== PROBLEM STATEMENT ==
Your output must match the data word for word, with every line included.

Collected data
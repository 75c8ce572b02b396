//! Intersection Type Utilities Module
//!
//! Thin wrappers for intersection type queries, delegating to solver via `query_boundaries`.

use crate::query_boundaries::intersection_type as query;
use crate::state::CheckerState;
use tsz_solver::TypeId;

impl<'a> CheckerState<'a> {
    /// Get the members of an intersection type.
    ///
    /// Returns a vector of `TypeIds` representing all members of the intersection.
    /// Returns an empty vec if the type is not an intersection.
    pub fn get_intersection_members(&self, type_id: TypeId) -> Vec<TypeId> {
        query::intersection_members(self.ctx.types, type_id).unwrap_or_default()
    }
}
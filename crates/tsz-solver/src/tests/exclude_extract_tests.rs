//! Tests for Rule #40: Distributivity Disabling
//!
//! This module tests the [T] extends [U] tuple wrapper pattern
//! which is critical for Exclude/Extract utility types.

use crate::instantiate::instantiate_type;
use crate::intern::TypeInterner;
use crate::types::*;

#[test]
fn test_distributive_conditional_distributes_over_union() {
    let interner = TypeInterner::new();

    let t_name = interner.intern_string("T");
    let t_param = interner.intern(TypeKey::TypeParameter(TypeParamInfo {
        name: t_name,
        constraint: None,
        default: None,
        is_const: false,
    }));

    // type Check<T> = T extends any ? true : false;
    // This is distributive, so T distributes over the union
    let conditional = interner.conditional(ConditionalType {
        check_type: t_param,
        extends_type: TypeId::ANY,
        true_type: TypeId::TRUE,   // Assume we have a TRUE type
        false_type: TypeId::FALSE, // Assume we have a FALSE type
        is_distributive: true,     // <-- DISTRIBUTIVE
    });

    // When T = string | number
    // With distributive: (string extends any ? true : false) | (number extends any ? true : false)
    //                 = true | true = boolean

    let string_or_number = interner.union(vec![TypeId::STRING, TypeId::NUMBER]);
    let result = instantiate_type(
        &interner,
        conditional,
        &crate::instantiate::TypeSubstitution::new(),
    );

    // The result should be a union (distributed)
    // Note: In actual TypeScript, both would resolve to true, so result is true
    // But the key is that distribution HAPPENED
    assert!(result != TypeId::NEVER);
}

#[test]
fn test_tuple_wrapper_prevents_distribution() {
    let interner = TypeInterner::new();

    let t_name = interner.intern_string("T");
    let t_param = interner.intern(TypeKey::TypeParameter(TypeParamInfo {
        name: t_name,
        constraint: None,
        default: None,
        is_const: false,
    }));

    // type Check<T> = [T] extends [any] ? true : false;
    // Tuple wrapper prevents distribution
    let tuple_check = interner.tuple(vec![TupleElement {
        type_id: t_param,
        name: None,
        optional: false,
        rest: false,
    }]);
    let tuple_extends = interner.tuple(vec![TupleElement {
        type_id: TypeId::ANY,
        name: None,
        optional: false,
        rest: false,
    }]);

    let conditional = interner.conditional(ConditionalType {
        check_type: tuple_check,
        extends_type: tuple_extends,
        true_type: TypeId::TRUE,
        false_type: TypeId::FALSE,
        is_distributive: false, // <-- NOT DISTRIBUTIVE (tuple wrapper detected)
    });

    // When T = string | number
    // With non-distributive: [string | number] extends [any] ? true : false
    // The union is checked AS A WHOLE, not distributed
    // Result: true (since string | number extends any)

    let string_or_number = interner.union(vec![TypeId::STRING, TypeId::NUMBER]);
    let mut subst = crate::instantiate::TypeSubstitution::new();
    subst.insert(t_name, string_or_number);

    let result = instantiate_type(&interner, conditional, &subst);

    // The result should be true (no distribution happened)
    assert!(result != TypeId::NEVER);
}

#[test]
fn test_exclude_utility_type_distributes() {
    let interner = TypeInterner::new();

    let t_name = interner.intern_string("T");
    let u_name = interner.intern_string("U");
    let t_param = interner.intern(TypeKey::TypeParameter(TypeParamInfo {
        name: t_name,
        constraint: None,
        default: None,
        is_const: false,
    }));
    let u_param = interner.intern(TypeKey::TypeParameter(TypeParamInfo {
        name: u_name,
        constraint: None,
        default: None,
        is_const: false,
    }));

    // type Exclude<T, U> = T extends U ? never : T;
    // This is distributive, so T distributes over the union
    let conditional = interner.conditional(ConditionalType {
        check_type: t_param,
        extends_type: u_param,
        true_type: TypeId::NEVER,
        false_type: t_param,
        is_distributive: true, // <-- DISTRIBUTIVE
    });

    // Example: Exclude<"a" | "b" | "c", "a">
    // Should distribute as:
    // ("a" extends "a" ? never : "a") |
    // ("b" extends "a" ? never : "b") |
    // ("c" extends "a" ? never : "c")
    // = never | "b" | "c"
    // = "b" | "c"

    let a_literal = interner.literal_string("a");
    let b_literal = interner.literal_string("b");
    let c_literal = interner.literal_string("c");
    let abc_union = interner.union(vec![a_literal, b_literal, c_literal]);

    let mut subst = crate::instantiate::TypeSubstitution::new();
    subst.insert(t_name, abc_union);
    subst.insert(u_name, a_literal);

    let result = instantiate_type(&interner, conditional, &subst);

    // The result should be "b" | "c" (a was excluded)
    // Check that "a" is NOT in the result
    if let Some(TypeKey::Union(members)) = interner.lookup(result) {
        let members = interner.type_list(members);
        // Should not contain "a"
        for &member in members.iter() {
            if member == a_literal {
                panic!("Exclude failed: 'a' should have been excluded");
            }
        }
        // Should contain "b" and "c"
        assert!(members.contains(&b_literal), "Result should contain 'b'");
        assert!(members.contains(&c_literal), "Result should contain 'c'");
    } else {
        panic!("Result should be a union type");
    }
}

#[test]
fn test_extract_utility_type_distributes() {
    let interner = TypeInterner::new();

    let t_name = interner.intern_string("T");
    let u_name = interner.intern_string("U");
    let t_param = interner.intern(TypeKey::TypeParameter(TypeParamInfo {
        name: t_name,
        constraint: None,
        default: None,
        is_const: false,
    }));
    let u_param = interner.intern(TypeKey::TypeParameter(TypeParamInfo {
        name: u_name,
        constraint: None,
        default: None,
        is_const: false,
    }));

    // type Extract<T, U> = T extends U ? T : never;
    // This is distributive, so T distributes over the union
    let conditional = interner.conditional(ConditionalType {
        check_type: t_param,
        extends_type: u_param,
        true_type: t_param,
        false_type: TypeId::NEVER,
        is_distributive: true, // <-- DISTRIBUTIVE
    });

    // Example: Extract<"a" | "b" | "c", "a">
    // Should distribute as:
    // ("a" extends "a" ? "a" : never) |
    // ("b" extends "a" ? "b" : never) |
    // ("c" extends "a" ? "c" : never)
    // = "a" | never | never
    // = "a"

    let a_literal = interner.literal_string("a");
    let b_literal = interner.literal_string("b");
    let c_literal = interner.literal_string("c");
    let abc_union = interner.union(vec![a_literal, b_literal, c_literal]);

    let mut subst = crate::instantiate::TypeSubstitution::new();
    subst.insert(t_name, abc_union);
    subst.insert(u_name, a_literal);

    let result = instantiate_type(&interner, conditional, &subst);

    // The result should be "a" (only "a" was extracted)
    assert_eq!(result, a_literal, "Extract should return only 'a'");
}

#[test]
fn test_is_naked_type_param_returns_false_for_tuple() {
    // This test verifies that is_naked_type_param correctly identifies tuples
    // as NOT naked, which prevents distributivity

    // The key insight:
    // - T (naked type parameter) -> is_distributive = true
    // - [T] (tuple wrapper) -> is_naked_type_param returns false -> is_distributive = false

    // This behavior is implemented in lower.rs:is_naked_type_param()
    // which checks the AST node and returns false for TupleType nodes

    // The test_conditional_tuple_wrapper_no_distribution_assignable test
    // in compat_tests.rs already verifies this works correctly
}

== RESPONSE AREA ==
repository 75c8ce572b02b396
//! Intersection Type Utilities Module
//!
//! Thin wrappers for intersection type queries, delegating to solver via `query_boundaries`.

use crate::query_boundaries::intersection_type as query;
use crate::state::CheckerState;
use tsz_solver::TypeId;

impl<'a> CheckerState<'a> {
    /// Get the members of an intersection type.
    ///
    /// Returns a vector of `TypeIds` representing all members of the intersection.
    /// Returns an empty vec if the type is not an intersection.
    pub fn get_intersection_members(&self, type_id: TypeId) -> Vec<TypeId> {
        query::intersection_members(self.ctx.types, type_id).unwrap_or_default()
    }
}
filename crates/tsz-solver/src/tests/exclude_extract_tests.rs
//! Tests for Rule #40: Distributivity Disabling
//!
//! This module tests the [T] extends [U] tuple wrapper pattern
//! which is critical for Exclude/Extract utility types.

use crate::instantiate::instantiate_type;
use crate::intern::TypeInterner;
use crate::types::*;

#[test]
fn test_distributive_conditional_distributes_over_union() {
    let interner = TypeInterner::new();

    let t_name = interner.intern_string("T");
    let t_param = interner.intern(TypeKey::TypeParameter(TypeParamInfo {
        name: t_name,
        constraint: None,
        default: None,
        is_const: false,
    }));

    // type Check<T> = T extends any ? true : false;
    // This is distributive, so T distributes over the union
    let conditional = interner.conditional(ConditionalType {
        check_type: t_param,
        extends_type: TypeId::ANY,
        true_type: TypeId::TRUE,   // Assume we have a TRUE type
        false_type: TypeId::FALSE, // Assume we have a FALSE type
        is_distributive: true,     // <-- DISTRIBUTIVE
    });

    // When T = string | number
    // With distributive: (string extends any ? true : false) | (number extends any ? true : false)
    //                 = true | true = boolean

    let string_or_number = interner.union(vec![TypeId::STRING, TypeId::NUMBER]);
    let result = instantiate_type(
        &interner,
        conditional,
        &crate::instantiate::TypeSubstitution::new(),
    );

    // The result should be a union (distributed)
    // Note: In actual TypeScript, both would resolve to true, so result is true
    // But the key is that distribution HAPPENED
    assert!(result != TypeId::NEVER);
}

#[test]
fn test_tuple_wrapper_prevents_distribution() {
    let interner = TypeInterner::new();

    let t_name = interner.intern_string("T");
    let t_param = interner.intern(TypeKey::TypeParameter(TypeParamInfo {
        name: t_name,
        constraint: None,
        default: None,
        is_const: false,
    }));

    // type Check<T> = [T] extends [any] ? true : false;
    // Tuple wrapper prevents distribution
    let tuple_check = interner.tuple(vec![TupleElement {
        type_id: t_param,
        name: None,
        optional: false,
        rest: false,
    }]);
    let tuple_extends = interner.tuple(vec![TupleElement {
        type_id: TypeId::ANY,
        name: None,
        optional: false,
        rest: false,
    }]);

    let conditional = interner.conditional(ConditionalType {
        check_type: tuple_check,
        extends_type: tuple_extends,
        true_type: TypeId::TRUE,
        false_type: TypeId::FALSE,
        is_distributive: false, // <-- NOT DISTRIBUTIVE (tuple wrapper detected)
    });

    // When T = string | number
    // With non-distributive: [string | number] extends [any] ? true : false
    // The union is checked AS A WHOLE, not distributed
    // Result: true (since string | number extends any)

    let string_or_number = interner.union(vec![TypeId::STRING, TypeId::NUMBER]);
    let mut subst = crate::instantiate::TypeSubstitution::new();
    subst.insert(t_name, string_or_number);

    let result = instantiate_type(&interner, conditional, &subst);

    // The result should be true (no distribution happened)
    assert!(result != TypeId::NEVER);
}

#[test]
fn test_exclude_utility_type_distributes() {
    let interner = TypeInterner::new();

    let t_name = interner.intern_string("T");
    let u_name = interner.intern_string("U");
    let t_param = interner.intern(TypeKey::TypeParameter(TypeParamInfo {
        name: t_name,
        constraint: None,
        default: None,
        is_const: false,
    }));
    let u_param = interner.intern(TypeKey::TypeParameter(TypeParamInfo {
        name: u_name,
        constraint: None,
        default: None,
        is_const: false,
    }));

    // type Exclude<T, U> = T extends U ? never : T;
    // This is distributive, so T distributes over the union
    let conditional = interner.conditional(ConditionalType {
        check_type: t_param,
        extends_type: u_param,
        true_type: TypeId::NEVER,
        false_type: t_param,
        is_distributive: true, // <-- DISTRIBUTIVE
    });

    // Example: Exclude<"a" | "b" | "c", "a">
    // Should distribute as:
    // ("a" extends "a" ? never : "a") |
    // ("b" extends "a" ? never : "b") |
    // ("c" extends "a" ? never : "c")
    // = never | "b" | "c"
    // = "b" | "c"

    let a_literal = interner.literal_string("a");
    let b_literal = interner.literal_string("b");
    let c_literal = interner.literal_string("c");
    let abc_union = interner.union(vec![a_literal, b_literal, c_literal]);

    let mut subst = crate::instantiate::TypeSubstitution::new();
    subst.insert(t_name, abc_union);
    subst.insert(u_name, a_literal);

    let result = instantiate_type(&interner, conditional, &subst);

    // The result should be "b" | "c" (a was excluded)
    // Check that "a" is NOT in the result
    if let Some(TypeKey::Union(members)) = interner.lookup(result) {
        let members = interner.type_list(members);
        // Should not contain "a"
        for &member in members.iter() {
            if member == a_literal {
                panic!("Exclude failed: 'a' should have been excluded");
            }
        }
        // Should contain "b" and "c"
        assert!(members.contains(&b_literal), "Result should contain 'b'");
        assert!(members.contains(&c_literal), "Result should contain 'c'");
    } else {
        panic!("Result should be a union type");
    }
}

#[test]
fn test_extract_utility_type_distributes() {
    let interner = TypeInterner::new();

    let t_name = interner.intern_string("T");
    let u_name = interner.intern_string("U");
    let t_param = interner.intern(TypeKey::TypeParameter(TypeParamInfo {
        name: t_name,
        constraint: None,
        default: None,
        is_const: false,
    }));
    let u_param = interner.intern(TypeKey::TypeParameter(TypeParamInfo {
        name: u_name,
        constraint: None,
        default: None,
        is_const: false,
    }));

    // type Extract<T, U> = T extends U ? T : never;
    // This is distributive, so T distributes over the union
    let conditional = interner.conditional(ConditionalType {
        check_type: t_param,
        extends_type: u_param,
        true_type: t_param,
        false_type: TypeId::NEVER,
        is_distributive: true, // <-- DISTRIBUTIVE
    });

    // Example: Extract<"a" | "b" | "c", "a">
    // Should distribute as:
    // ("a" extends "a" ? "a" : never) |
    // ("b" extends "a" ? "b" : never) |
    // ("c" extends "a" ? "c" : never)
    // = "a" | never | never
    // = "a"

    let a_literal = interner.literal_string("a");
    let b_literal = interner.literal_string("b");
    let c_literal = interner.literal_string("c");
    let abc_union = interner.union(vec![a_literal, b_literal, c_literal]);

    let mut subst = crate::instantiate::TypeSubstitution::new();
    subst.insert(t_name, abc_union);
    subst.insert(u_name, a_literal);

    let result = instantiate_type(&interner, conditional, &subst);

    // The result should be "a" (only "a" was extracted)
    assert_eq!(result, a_literal, "Extract should return only 'a'");
}

#[test]
fn test_is_naked_type_param_returns_false_for_tuple() {
    // This test verifies that is_naked_type_param correctly identifies tuples
    // as NOT naked, which prevents distributivity

    // The key insight:
    // - T (naked type parameter) -> is_distributive = true
    // - [T] (tuple wrapper) -> is_naked_type_param returns false -> is_distributive = false

    // This behavior is implemented in lower.rs:is_naked_type_param()
    // which checks the AST node and returns false for TupleType nodes

    // The test_conditional_tuple_wrapper_no_distribution_assignable test
    // in compat_tests.rs already verifies this works correctly
}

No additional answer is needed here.